François Hollande avait poliment refusé la demande des sénateurs communistes de prendre cette initiative. Macron prononça lui un beau discours, saluant ces combattants communistes et étrangers. Dommage que ses actes ne correspondent pas à ces belles paroles : c’est le même Macron qui a fait passer une loi immigration scélérate, célébrée par Marine Le Pen comme une « victoire idéologique » de son parti – un parti qui a eu parmi ses fondateurs en 1972 des anciens officiers français de la Waffen SS Charlemagne… Rappelons qu’un militant kurde, réfugié en France – un peu l’équivalent des réfugiés arméniens des années 1930 – s’est vu récemment notifier une OQTF (Obligation de quitter le territoire français). Va-t-on le livrer à la police turque du régime Erdogan ?

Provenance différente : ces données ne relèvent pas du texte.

//! Demand-driven reactive streams.
//!
//! A [`Flux`] is a cold description of a stream; nothing runs until a
//! [`Subscriber`] subscribes and requests items through its
//! [`Subscription`]. Operators are methods on `Flux` grouped by concern in
//! the submodules below.
pub mod aggregate;
pub mod compose;
pub mod error;
pub mod flow;
pub mod flux;
pub mod group;
pub mod hub;
mod outlet;
pub mod recovery;
pub mod scheduler;
pub mod signal;
pub mod sink;
pub mod source;
pub mod subscription;
pub mod test_subscriber;

pub use error::{ForwardError, SinkError, StreamError, StreamResult};
pub use flux::{Flux, Publisher};
pub use group::GroupedFlux;
pub use hub::BroadcastHub;
pub use scheduler::{Scheduler, TaskHandle, TokioScheduler, VirtualScheduler};
pub use signal::Signal;
pub use sink::{forward, forward_with, LocalSignalSink, SignalSink};
pub use source::{FluxSink, GenerateSink};
pub use subscription::{Subscriber, Subscription, UNBOUNDED};
pub use test_subscriber::{TestProbe, TestSubscriber};

#[cfg(test)]
mod tests;
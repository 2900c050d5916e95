use std::fmt;
use std::sync::atomic::{AtomicBool, Ordering};
use std::sync::{Arc, Mutex};

use super::error::StreamError;
use super::subscription::{lock, BoxSubscriber, Subscriber, Subscription, Upstream, UNBOUNDED};

/// Anything that can be subscribed to.
///
/// Implementations call `on_subscribe` on the subscriber before any other
/// signal, and do so from inside their own delivery guard so a request
/// issued from `on_subscribe` is served after it returns.
pub trait Publisher<T>: Send + Sync {
    fn subscribe(&self, subscriber: BoxSubscriber<T>);
}

/// A composable stream of `T`.
///
/// Operators wrap one `Flux` inside another; nothing runs until a subscriber
/// requests. Cloning is cheap and every subscription to a cold `Flux`
/// restarts production from scratch.
pub struct Flux<T> {
    publisher: Arc<dyn Publisher<T>>,
}

impl<T> Clone for Flux<T> {
    fn clone(&self) -> Self {
        Flux {
            publisher: self.publisher.clone(),
        }
    }
}

impl<T> fmt::Debug for Flux<T> {
    fn fmt(&self, f: &mut fmt::Formatter<'_>) -> fmt::Result {
        f.debug_struct("Flux").finish_non_exhaustive()
    }
}

impl<T: Send + 'static> Flux<T> {
    pub fn from_publisher<P: Publisher<T> + 'static>(publisher: P) -> Self {
        Flux {
            publisher: Arc::new(publisher),
        }
    }

    pub fn subscribe<S: Subscriber<T> + 'static>(&self, subscriber: S) {
        self.publisher.subscribe(Box::new(subscriber));
    }

    pub fn subscribe_boxed(&self, subscriber: BoxSubscriber<T>) {
        self.publisher.subscribe(subscriber);
    }

    /// Subscribes with callbacks and an unbounded initial request.
    ///
    /// The returned subscription can be used to cancel early, including
    /// before a deferred upstream has called `on_subscribe`.
    pub fn subscribe_with<N, E, C>(&self, on_next: N, on_error: E, on_complete: C) -> Subscription
    where
        N: FnMut(T) + Send + 'static,
        E: FnMut(StreamError) + Send + 'static,
        C: FnMut() + Send + 'static,
    {
        let handle = Arc::new(LambdaHandle::default());
        self.subscribe(LambdaSubscriber {
            on_next,
            on_error,
            on_complete,
            handle: handle.clone(),
        });
        Subscription::new(handle)
    }
}

#[derive(Default)]
struct LambdaHandle {
    upstream: Mutex<Option<Subscription>>,
    cancelled: AtomicBool,
}

impl Upstream for LambdaHandle {
    fn request(&self, n: u64) {
        let upstream = lock(&self.upstream).clone();
        if let Some(upstream) = upstream {
            upstream.request(n);
        }
    }

    fn cancel(&self) {
        self.cancelled.store(true, Ordering::Release);
        let upstream = lock(&self.upstream).clone();
        if let Some(upstream) = upstream {
            upstream.cancel();
        }
    }
}

struct LambdaSubscriber<N, E, C> {
    on_next: N,
    on_error: E,
    on_complete: C,
    handle: Arc<LambdaHandle>,
}

impl<T, N, E, C> Subscriber<T> for LambdaSubscriber<N, E, C>
where
    N: FnMut(T) + Send,
    E: FnMut(StreamError) + Send,
    C: FnMut() + Send,
{
    fn on_subscribe(&mut self, subscription: Subscription) {
        *lock(&self.handle.upstream) = Some(subscription.clone());
        if self.handle.cancelled.load(Ordering::Acquire) {
            subscription.cancel();
        } else {
            subscription.request(UNBOUNDED);
        }
    }

    fn on_next(&mut self, item: T) {
        (self.on_next)(item);
    }

    fn on_error(&mut self, error: StreamError) {
        (self.on_error)(error);
    }

    fn on_complete(&mut self) {
        (self.on_complete)();
    }
}
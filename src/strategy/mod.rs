//! Execution strategy module for batch payout operations
//!
//! This module defines the Strategy pattern for the two batch operations that
//! touch many ledger records at once: bulk transitions and completion-report
//! imports. Different implementations (sequential, concurrent) can be
//! selected at runtime and must produce identical results.

use crate::cli::StrategyType;
use crate::core::bulk::BulkResult;
use crate::core::ledger::InMemoryLedger;
use crate::core::reconciliation::ImportSummary;
use crate::types::{PayoutError, PayoutStatus, RequestId};
use std::path::Path;

pub mod r#async;
pub mod sync;

pub use self::r#async::{AsyncExecutionStrategy, BatchConfig};
pub use sync::SyncExecutionStrategy;

/// Execution strategy trait for batch payout operations
///
/// Both operations mutate the ledger in place and never abort on a per-item
/// error: failures are collected into the returned result.
pub trait ExecutionStrategy: Send + Sync {
    /// Transition every id to `target` on behalf of an operator
    ///
    /// # Arguments
    ///
    /// * `ledger` - Ledger to update in place
    /// * `ids` - Request ids, duplicates processed once
    /// * `target` - Target status
    ///
    /// # Returns
    ///
    /// * `Ok(BulkResult)` with succeeded and failed ids in input order
    /// * `Err(PayoutError)` only if the strategy itself could not run
    fn bulk_transition(
        &self,
        ledger: &mut InMemoryLedger,
        ids: &[RequestId],
        target: PayoutStatus,
    ) -> Result<BulkResult, PayoutError>;

    /// Apply a completion report file to the ledger
    ///
    /// # Arguments
    ///
    /// * `ledger` - Ledger to update in place
    /// * `report_path` - Path to the completion report CSV
    ///
    /// # Returns
    ///
    /// * `Ok(ImportSummary)` with the applied count and every row warning
    /// * `Err(PayoutError)` if the report cannot be opened or is malformed
    fn import_report(
        &self,
        ledger: &mut InMemoryLedger,
        report_path: &Path,
    ) -> Result<ImportSummary, PayoutError>;
}

/// Create an execution strategy based on the specified strategy type
///
/// # Arguments
///
/// * `strategy_type` - The type of execution strategy to create (Sync or Async)
/// * `config` - Optional configuration for async batch processing (ignored for sync)
///
/// # Returns
///
/// A boxed trait object implementing the ExecutionStrategy trait
pub fn create_strategy(
    strategy_type: StrategyType,
    config: Option<BatchConfig>,
) -> Box<dyn ExecutionStrategy> {
    match strategy_type {
        StrategyType::Sync => Box::new(SyncExecutionStrategy),
        StrategyType::Async => {
            let config = config.unwrap_or_default();
            Box::new(AsyncExecutionStrategy::new(config))
        }
    }
}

Parmi les vingt-trois combattants de la « bande à Manouchian » fusillés au Mont Valérien, il y avait un trotskiste ! Même l’Humanité le reconnait, dans le dossier sur l’Affiche rouge publié il y a quelques jours. Il s’agit de Arben Dav’tian, dit Armenak Manoukian. Sa biographie, rédigée par notre camarade Rodolphe Prager, est parue en 2009 dans le Maitron. Voici quelques moments de cette vie mouvementée, extraits de cette notice1.

Arben Dav’tian, dit Armenak Manoukian, serait né le 7 novembre 1898 à Chouchi au Karabagh (Arménie) suivant les papiers en sa possession. Dav’tian entra au Parti bolchevik de Géorgie en 1917 et combattit en 1918 dans une brigade de gardes rouges pour la défense de la commune de Bakou : il aurait été blessé trois fois. Fait prisonnier par les troupes anglaises qui s’emparèrent de la ville en août, il put s’échapper et se réfugia en Perse, à Téhéran. Revenu combattre tour à tour en Azerbaïdjan et en Arménie, il fut promu en 1920 officier et commissaire politique, après un court stage à l’école militaire rouge Chaoumian à Bakou. Ce fut comme commissaire politique d’une brigade qu’il se rendit avec son unité, à la rencontre de la 11e Armée rouge qui pénétra dans Erevan (Arménie) le 2 avril 1921. Il passa alors dans l’appareil du parti, en tant qu’instructeur-organisateur auprès du Comité central d’Arménie, de Géorgie et d’Azerbaïdjan. 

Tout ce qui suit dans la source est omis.